Born in Hong Kong, he represents Scotland at international level.

He is believed to be the tallest player in rugby union.

==Early life==
Born in Hong Kong to a Scottish father and an English/Welsh mother, he began playing rugby union as a youngster for Sandy Bay RFC in Hong Kong. He moved to the United Kingdom in 2019.

==Club career==
He joined the academy at Leicester Tigers in 2019, making his debut for them in the Premiership Rugby Cup in the 2022-2023 season. In February 2024, he joined Edinburgh Rugby, initially on loan. The move later became permanent with the agreement of a three-year contract in the summer of 2024.

At 6ft 11in tall, he has been called "the tallest player in rugby union".

==International career==
Eligible to play for England and Scotland, he played for England U20 at age-group level, making his debut against France U20 in 2023.

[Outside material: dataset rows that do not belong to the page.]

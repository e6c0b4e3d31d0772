//! Schema Fragment CLI
//!
//! Prints the JSON-Schema fragment of one operation section and validates
//! data files against it.

use anyhow::{bail, Context};
use clap::{Args, Parser, Subcommand, ValueEnum};
use routedoc::validation::{coerce_scalars, media_type_essence};
use routedoc::{DocumentAssembler, FragmentValidator, MetadataCatalog, RoutedocConfig};
use serde_json::Value;
use std::fs;
use std::path::PathBuf;
use std::sync::Arc;
use tracing_subscriber::EnvFilter;

#[derive(Parser)]
#[command(name = "routedoc-schema")]
#[command(about = "Extract and apply per-operation JSON-Schema fragments")]
struct Cli {
    /// Config file (defaults to routedoc.toml lookup)
    #[arg(short, long)]
    config: Option<String>,

    /// Catalog files or directories, added to the configured ones
    #[arg(short = 'C', long = "catalog")]
    catalogs: Vec<PathBuf>,

    #[command(subcommand)]
    command: Commands,
}

#[derive(Subcommand)]
enum Commands {
    /// List operation ids
    List,

    /// Print the fragment for one section of an operation
    Fragment(Target),

    /// Validate a JSON data file against a fragment
    Validate {
        #[command(flatten)]
        target: Target,

        /// JSON file holding the data to validate
        data: PathBuf,

        /// Convert string values to the scalar types the fragment asks for
        #[arg(long)]
        coerce: bool,
    },
}

#[derive(Args)]
struct Target {
    /// Operation id
    operation: String,

    /// Section of the operation
    #[arg(value_enum)]
    section: Section,

    /// Content type for body and response sections
    #[arg(long, default_value = "application/json")]
    content_type: String,

    /// Status code for the response section
    #[arg(long, default_value = "200")]
    status: String,
}

#[derive(Clone, Copy, ValueEnum)]
enum Section {
    Cookie,
    Header,
    Query,
    Body,
    Response,
}

fn main() {
    tracing_subscriber::fmt()
        .with_env_filter(EnvFilter::from_default_env())
        .with_writer(std::io::stderr)
        .init();

    let cli = Cli::parse();

    if let Err(e) = run(cli) {
        eprintln!("Error: {:#}", e);
        std::process::exit(1);
    }
}

fn fragment(assembler: &DocumentAssembler, target: &Target) -> anyhow::Result<Option<Value>> {
    let content_type = media_type_essence(&target.content_type);
    let fragment = match target.section {
        Section::Cookie => assembler.request_cookie_json_schema(&target.operation)?,
        Section::Header => assembler.request_header_json_schema(&target.operation)?,
        Section::Query => assembler.request_query_json_schema(&target.operation)?,
        Section::Body => assembler.request_body_json_schema(&target.operation, &content_type)?,
        Section::Response => {
            assembler.response_body_json_schema(&target.operation, &target.status, &content_type)?
        }
    };
    Ok(fragment)
}

fn run(cli: Cli) -> anyhow::Result<()> {
    let config = RoutedocConfig::load_from(cli.config.as_deref()).context("loading config")?;

    let mut paths = config.catalog_paths();
    paths.extend(cli.catalogs);
    if paths.is_empty() {
        bail!("no catalogs given; pass --catalog or set [catalog] paths");
    }

    let mut catalog = MetadataCatalog::new();
    catalog.load_paths(&paths).context("loading catalogs")?;
    let routes = catalog.routes().to_vec();

    let mut assembler = DocumentAssembler::from_config(&config, Arc::new(catalog));
    assembler.add_routes(routes);

    match cli.command {
        Commands::List => {
            for id in assembler.operation_ids()? {
                println!("{}", id);
            }
        }

        Commands::Fragment(target) => match fragment(&assembler, &target)? {
            Some(fragment) => println!("{}", serde_json::to_string_pretty(&fragment)?),
            None => eprintln!("⚠️  Nothing to validate for {}", target.operation),
        },

        Commands::Validate {
            target,
            data,
            coerce,
        } => {
            let Some(fragment) = fragment(&assembler, &target)? else {
                eprintln!("⚠️  Nothing to validate for {}", target.operation);
                return Ok(());
            };

            let content =
                fs::read_to_string(&data).with_context(|| format!("reading {}", data.display()))?;
            let mut instance: Value = serde_json::from_str(&content)?;
            if coerce {
                coerce_scalars(&fragment, &mut instance);
            }

            let report = FragmentValidator::new(&fragment)?.validate(&instance);
            if report.is_valid() {
                println!("✅ {} is valid", data.display());
            } else {
                println!("❌ {} failed validation:", data.display());
                print!("{}", report);
                std::process::exit(1);
            }
        }
    }
    Ok(())
}
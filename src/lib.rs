//! routedoc
//!
//! Derives an OpenAPI 3.0 document and scoped JSON-Schema fragments from
//! declarative metadata attached to the types and methods implementing HTTP
//! routes.
//!
//! ## Features
//!
//! - **Shorthand References**: `{"$ref": "User.email"}` resolves against the
//!   holder of the declaring node
//! - **Resolve Once**: each distinct target is fetched, cached and rendered
//!   exactly once, cycles included
//! - **Component Registry**: the transitive closure of every operation lands
//!   under `#/components`, deduplicated by identity
//! - **Schema Fragments**: per request part (cookie, header, query), request
//!   body and response body, with local `definitions`
//! - **Validation**: draft 7 validation of live data against fragments
//!
//! ## Architecture
//!
//! ```text
//! routes ──► DocumentAssembler ──► MetadataStore (Operation per holder)
//!                 │
//!                 ├──► ReferenceCollector ──► Resolver ──► ResolutionCache
//!                 ├──► ComponentRegistry ──► components
//!                 └──► SchemaFragmentBuilder ──► JSON-Schema fragments
//! ```

pub mod assembler;
pub mod cache;
pub mod collector;
pub mod config;
pub mod error;
pub mod fingerprint;
pub mod fragment;
pub mod holder;
pub mod node;
pub mod objects;
pub mod reference;
pub mod registry;
pub mod resolver;
pub mod route;
pub mod store;
pub mod validation;

pub use assembler::DocumentAssembler;
pub use cache::{CacheEntry, DocumentCache, MemoryCache};
pub use collector::ReferenceCollector;
pub use config::RoutedocConfig;
pub use error::{Result, RoutedocError};
pub use fingerprint::Fingerprint;
pub use fragment::SchemaFragmentBuilder;
pub use holder::{Address, HolderRef};
pub use node::{Component, MetadataNode, NodeKind};
pub use reference::{Reference, Resolved, Slot};
pub use registry::ComponentRegistry;
pub use resolver::{ResolutionCache, Resolver};
pub use route::{PathAttribute, Route, RouteDefinition};
pub use store::{MetadataCatalog, MetadataStore};
pub use validation::{FragmentValidator, ValidationReport};
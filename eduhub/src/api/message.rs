//! Message API.

use std::sync::Arc;

use crate::{
    client::ClientInner,
    error::{Error, Result},
    models::{CourseId, Message, MessageId, Priority, UserId},
};

use super::list_items;

/// API for direct message operations.
pub struct MessageApi {
    client: Arc<ClientInner>,
}

impl MessageApi {
    pub(crate) fn new(client: Arc<ClientInner>) -> Self {
        Self { client }
    }

    /// Fetch the current user's messages via the role-scoped route.
    pub async fn list(&self) -> Result<Vec<Message>> {
        let path = format!("{}/messages/", self.client.config.role.route_prefix());
        let value = self.client.get_authed(&path, &[]).await?;

        let mut messages = Vec::new();
        for item in list_items(value)? {
            messages.push(serde_json::from_value(item).map_err(Error::Json)?);
        }
        Ok(messages)
    }

    /// Mark a message as read on the server.
    pub async fn mark_read(&self, id: &MessageId) -> Result<()> {
        let path = format!("messages/{}/read/", id);
        self.client.patch_authed(&path, &serde_json::json!({})).await?;

        Ok(())
    }

    /// Start composing a new message.
    pub fn send(&self) -> SendMessageBuilder {
        SendMessageBuilder {
            client: self.client.clone(),
            to: None,
            subject: String::new(),
            content: String::new(),
            priority: Priority::Normal,
            course: None,
        }
    }
}

/// Builder for sending messages.
pub struct SendMessageBuilder {
    client: Arc<ClientInner>,
    to: Option<UserId>,
    subject: String,
    content: String,
    priority: Priority,
    course: Option<CourseId>,
}

impl SendMessageBuilder {
    /// Set the recipient.
    pub fn to(mut self, recipient: impl Into<UserId>) -> Self {
        self.to = Some(recipient.into());
        self
    }

    /// Set the subject line.
    pub fn subject(mut self, subject: impl Into<String>) -> Self {
        self.subject = subject.into();
        self
    }

    /// Set the message body.
    pub fn content(mut self, content: impl Into<String>) -> Self {
        self.content = content.into();
        self
    }

    /// Set the priority.
    pub fn priority(mut self, priority: Priority) -> Self {
        self.priority = priority;
        self
    }

    /// Attach a course context.
    pub fn course(mut self, course: impl Into<CourseId>) -> Self {
        self.course = Some(course.into());
        self
    }

    /// Execute the request, returning the created message.
    pub async fn execute(self) -> Result<Message> {
        if self.content.trim().is_empty() {
            return Err(Error::validation("Message content cannot be empty"));
        }

        let to = match &self.to {
            Some(to) if !to.is_empty() => to,
            _ => return Err(Error::validation("Recipient is required")),
        };

        let mut body = serde_json::json!({
            "recipient": to.as_str(),
            "subject": self.subject,
            "content": self.content,
            "priority": self.priority.param(),
        });
        if let Some(course) = &self.course {
            body["course"] = serde_json::Value::String(course.as_str().to_owned());
        }

        let value = self.client.post_authed("messages/", &body).await?;
        serde_json::from_value(value).map_err(Error::Json)
    }
}
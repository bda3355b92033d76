//! Configuration management for the EduHub CLI.

use crate::storage::FileCache;
use anyhow::{Context, Result};
use eduhub::{AuthTokens, EduClient, Role};
use serde::{Deserialize, Serialize};
use std::env;
use std::fs;
use std::path::PathBuf;
use std::sync::Arc;

/// CLI configuration.
#[derive(Debug, Default, Serialize, Deserialize)]
pub struct Config {
    /// Authentication credentials.
    pub auth: Option<AuthConfig>,
    /// API base URL override.
    pub base_url: Option<String>,
}

/// Authentication configuration.
#[derive(Debug, Clone, Serialize, Deserialize)]
pub struct AuthConfig {
    /// Bearer access token.
    pub access_token: String,
    /// Refresh token.
    pub refresh_token: Option<String>,
    /// User ID.
    pub uid: String,
    /// Session role (student/tutor/admin).
    pub role: String,
}

/// Get the configuration file path.
pub fn config_path() -> Result<PathBuf> {
    let exe_path = env::current_exe().context("Could not determine executable path")?;
    let exe_dir = exe_path
        .parent()
        .context("Could not determine executable directory")?;

    Ok(exe_dir.join("eduhub.toml"))
}

/// Get the cache file path.
pub fn cache_path() -> Result<PathBuf> {
    let exe_path = env::current_exe().context("Could not determine executable path")?;
    let exe_dir = exe_path
        .parent()
        .context("Could not determine executable directory")?;

    Ok(exe_dir.join("eduhub_cache.json"))
}

/// Load configuration from file.
pub fn load_config() -> Result<Config> {
    let path = config_path()?;

    if !path.exists() {
        return Ok(Config::default());
    }

    let content = fs::read_to_string(&path).context("Failed to read config file")?;

    toml::from_str(&content).context("Failed to parse config file")
}

/// Save configuration to file.
pub fn save_config(config: &Config) -> Result<()> {
    let path = config_path()?;
    let content = toml::to_string_pretty(config).context("Failed to serialize config")?;

    fs::write(&path, content).context("Failed to write config file")?;

    Ok(())
}

/// Build an EduHub client that requires authentication.
pub fn build_authed_client() -> Result<EduClient> {
    let config = load_config()?;

    let auth = config
        .auth
        .context("Authentication required. Run 'eduhub auth login' first.")?;

    let role: Role = auth
        .role
        .parse()
        .map_err(|e| anyhow::anyhow!("{e} in config file"))?;

    let mut tokens = AuthTokens::new(&auth.access_token, &auth.uid);
    if let Some(refresh) = &auth.refresh_token {
        tokens = tokens.with_refresh(refresh);
    }

    let mut builder = EduClient::builder()
        .with_auth(tokens)
        .role(role)
        .cache(Arc::new(FileCache::open(cache_path()?)));
    if let Some(base_url) = &config.base_url {
        builder = builder.base_url(base_url);
    }

    builder.build().context("Failed to build EduHub client")
}
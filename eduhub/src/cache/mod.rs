//! Cache storage.

mod memory;
mod traits;

pub use memory::MemoryCache;
pub use traits::{CacheStorage, CacheStorageExt};
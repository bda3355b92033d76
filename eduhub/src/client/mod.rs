//! HTTP client and configuration.

mod auth;
mod http;

pub use auth::AuthTokens;
pub use http::{HttpConfig, Role, BASE_URL_ENV, DEFAULT_BASE_URL};

use crate::api::{MessageApi, NotificationApi, RosterApi};
use crate::cache::CacheStorage;
use crate::error::{Error, Result};
use http::{build_client, HttpExecutor};
use std::sync::Arc;
use std::time::Duration;

/// Builder for creating an [`EduClient`].
pub struct EduClientBuilder {
    auth: Option<AuthTokens>,
    http_config: HttpConfig,
    cache: Option<Arc<dyn CacheStorage>>,
}

impl std::fmt::Debug for EduClientBuilder {
    fn fmt(&self, f: &mut std::fmt::Formatter<'_>) -> std::fmt::Result {
        f.debug_struct("EduClientBuilder")
            .field("auth", &self.auth.as_ref().map(|a| &a.uid))
            .field("http_config", &self.http_config)
            .field("cache", &self.cache.as_ref().map(|_| "..."))
            .finish()
    }
}

impl Default for EduClientBuilder {
    fn default() -> Self {
        Self::new()
    }
}

impl EduClientBuilder {
    /// Create a new builder.
    pub fn new() -> Self {
        Self {
            auth: None,
            http_config: HttpConfig::default(),
            cache: None,
        }
    }

    /// Set authentication from an access token and user ID.
    pub fn auth(mut self, access: impl Into<String>, uid: impl Into<String>) -> Self {
        self.auth = Some(AuthTokens::new(access, uid));
        self
    }

    /// Set authentication from AuthTokens.
    pub fn with_auth(mut self, auth: AuthTokens) -> Self {
        self.auth = Some(auth);
        self
    }

    /// Set base URL.
    pub fn base_url(mut self, url: impl Into<String>) -> Self {
        self.http_config.base_url = url.into();
        self
    }

    /// Set the session role.
    pub fn role(mut self, role: Role) -> Self {
        self.http_config.role = role;
        self
    }

    /// Set custom user agent.
    pub fn user_agent(mut self, ua: impl Into<String>) -> Self {
        self.http_config.user_agent = Some(ua.into());
        self
    }

    /// Set connection timeout.
    pub fn connect_timeout(mut self, timeout: Duration) -> Self {
        self.http_config.connect_timeout = timeout;
        self
    }

    /// Set read timeout.
    pub fn read_timeout(mut self, timeout: Duration) -> Self {
        self.http_config.read_timeout = timeout;
        self
    }

    /// Set cache storage.
    pub fn cache(mut self, storage: Arc<dyn CacheStorage>) -> Self {
        self.cache = Some(storage);
        self
    }

    /// Build the client.
    pub fn build(self) -> Result<EduClient> {
        let http_client = build_client(&self.http_config)?;

        Ok(EduClient {
            inner: Arc::new(ClientInner {
                http: http_client,
                config: self.http_config,
                auth: self.auth,
                cache: self.cache,
            }),
        })
    }
}

/// Internal client state.
pub(crate) struct ClientInner {
    pub http: reqwest::Client,
    pub config: HttpConfig,
    pub auth: Option<AuthTokens>,
    /// Cache storage for client-side conveniences
    pub cache: Option<Arc<dyn CacheStorage>>,
}

impl ClientInner {
    /// Get auth info or error.
    pub fn require_auth(&self) -> Result<&AuthTokens> {
        self.auth.as_ref().ok_or(Error::AuthRequired)
    }

    /// Get the bearer token or error.
    pub fn token(&self) -> Result<&str> {
        Ok(self.require_auth()?.access.as_str())
    }

    /// Create HTTP executor.
    pub fn executor(&self) -> HttpExecutor<'_> {
        HttpExecutor::new(&self.http, &self.config)
    }

    /// Execute an authenticated GET request.
    pub async fn get_authed(
        &self,
        path: &str,
        query: &[(&str, &str)],
    ) -> Result<serde_json::Value> {
        let token = self.token()?;
        self.executor().get(path, query, Some(token)).await
    }

    /// Execute an authenticated POST request.
    pub async fn post_authed(
        &self,
        path: &str,
        body: &serde_json::Value,
    ) -> Result<serde_json::Value> {
        let token = self.token()?;
        self.executor().post(path, body, Some(token)).await
    }

    /// Execute an authenticated PATCH request.
    pub async fn patch_authed(
        &self,
        path: &str,
        body: &serde_json::Value,
    ) -> Result<serde_json::Value> {
        let token = self.token()?;
        self.executor().patch(path, body, Some(token)).await
    }

    /// Execute an authenticated DELETE request.
    pub async fn delete_authed(&self, path: &str) -> Result<serde_json::Value> {
        let token = self.token()?;
        self.executor().delete(path, Some(token)).await
    }
}

/// Client for the EduHub platform API.
#[derive(Clone)]
pub struct EduClient {
    pub(crate) inner: Arc<ClientInner>,
}

impl EduClient {
    /// Create a new client builder.
    pub fn builder() -> EduClientBuilder {
        EduClientBuilder::new()
    }

    /// Get the notification API.
    pub fn notifications(&self) -> NotificationApi {
        NotificationApi::new(self.inner.clone())
    }

    /// Get the message API.
    pub fn messages(&self) -> MessageApi {
        MessageApi::new(self.inner.clone())
    }

    /// Get the roster API.
    pub fn roster(&self) -> RosterApi {
        RosterApi::new(self.inner.clone())
    }

    /// Check if the client is authenticated.
    pub fn is_authenticated(&self) -> bool {
        self.inner.auth.is_some()
    }

    /// Get the current authentication tokens.
    pub fn auth_tokens(&self) -> Option<&AuthTokens> {
        self.inner.auth.as_ref()
    }

    /// Get the current user ID if authenticated.
    pub fn current_uid(&self) -> Option<&str> {
        self.inner.auth.as_ref().map(|a| a.uid.as_str())
    }

    /// Get the configured cache storage, if any.
    pub fn cache(&self) -> Option<Arc<dyn CacheStorage>> {
        self.inner.cache.clone()
    }

    /// Recent-search store over the configured cache, if any.
    pub fn recent_searches(&self) -> Option<crate::store::RecentSearches> {
        self.inner
            .cache
            .clone()
            .map(crate::store::RecentSearches::new)
    }

    /// Get the session role.
    pub fn role(&self) -> Role {
        self.inner.config.role
    }
}

impl std::fmt::Debug for EduClient {
    fn fmt(&self, f: &mut std::fmt::Formatter<'_>) -> std::fmt::Result {
        f.debug_struct("EduClient")
            .field("authenticated", &self.is_authenticated())
            .field("role", &self.inner.config.role)
            .field("base_url", &self.inner.config.base_url)
            .finish()
    }
}
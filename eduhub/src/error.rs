//! Error types.

use thiserror::Error;

/// The main error type for eduhub operations.
#[derive(Debug, Error)]
pub enum Error {
    /// Network-related error
    #[error("Network error: {0}")]
    Network(#[from] reqwest::Error),

    /// The API returned a non-success status.
    #[error("API error [{status}]: {message}")]
    Api { status: u16, message: String },

    /// Operation requires authentication but none was provided.
    #[error("Authentication required")]
    AuthRequired,

    /// Malformed input passed to an API method.
    #[error("Validation error: {0}")]
    Validation(String),

    /// Cache storage error.
    #[error("Cache error: {0}")]
    Cache(String),

    /// JSON serialization/deserialization error.
    #[error("JSON error: {0}")]
    Json(#[from] serde_json::Error),

    /// URL parsing error.
    #[error("URL error: {0}")]
    Url(#[from] url::ParseError),
}

impl Error {
    /// Create an API error from a status code and message.
    pub fn api(status: u16, message: impl Into<String>) -> Self {
        Error::Api {
            status,
            message: message.into(),
        }
    }

    /// Create a validation error.
    pub fn validation(msg: impl Into<String>) -> Self {
        Error::Validation(msg.into())
    }

    /// Check if this error is potentially retryable.
    pub fn is_retryable(&self) -> bool {
        match self {
            Error::Network(_) => true,
            Error::Api { status, .. } => *status == 429 || *status >= 500,
            _ => false,
        }
    }

    /// Check if this is an authentication error.
    pub fn is_auth_error(&self) -> bool {
        match self {
            Error::AuthRequired => true,
            Error::Api { status, .. } => *status == 401 || *status == 403,
            _ => false,
        }
    }
}

/// Result type alias for eduhub operations.
pub type Result<T> = std::result::Result<T, Error>;

#[cfg(test)]
mod tests {
    use super::*;

    #[test]
    fn test_error_display() {
        let e = Error::api(404, "notification not found");
        assert_eq!(format!("{}", e), "API error [404]: notification not found");
    }

    #[test]
    fn test_retryable() {
        assert!(Error::api(503, "unavailable").is_retryable());
        assert!(Error::api(429, "throttled").is_retryable());
        assert!(!Error::api(404, "missing").is_retryable());
        assert!(!Error::validation("empty content").is_retryable());
    }

    #[test]
    fn test_auth_error() {
        assert!(Error::AuthRequired.is_auth_error());
        assert!(Error::api(401, "token expired").is_auth_error());
        assert!(!Error::api(500, "oops").is_auth_error());
    }
}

However, after signing for Edinburgh in 2024, he stated his desire to represent Scotland saying "My dad’s side of the family are all Scottish so I’ve supported them for as long as I can remember". In December 2024, he was called-up to the Emerging Scotland squad for their international match against Italy U23.

==Personal life==
He attended Trent College in Long Eaton and later studied Sports Science at the University of Nottingham.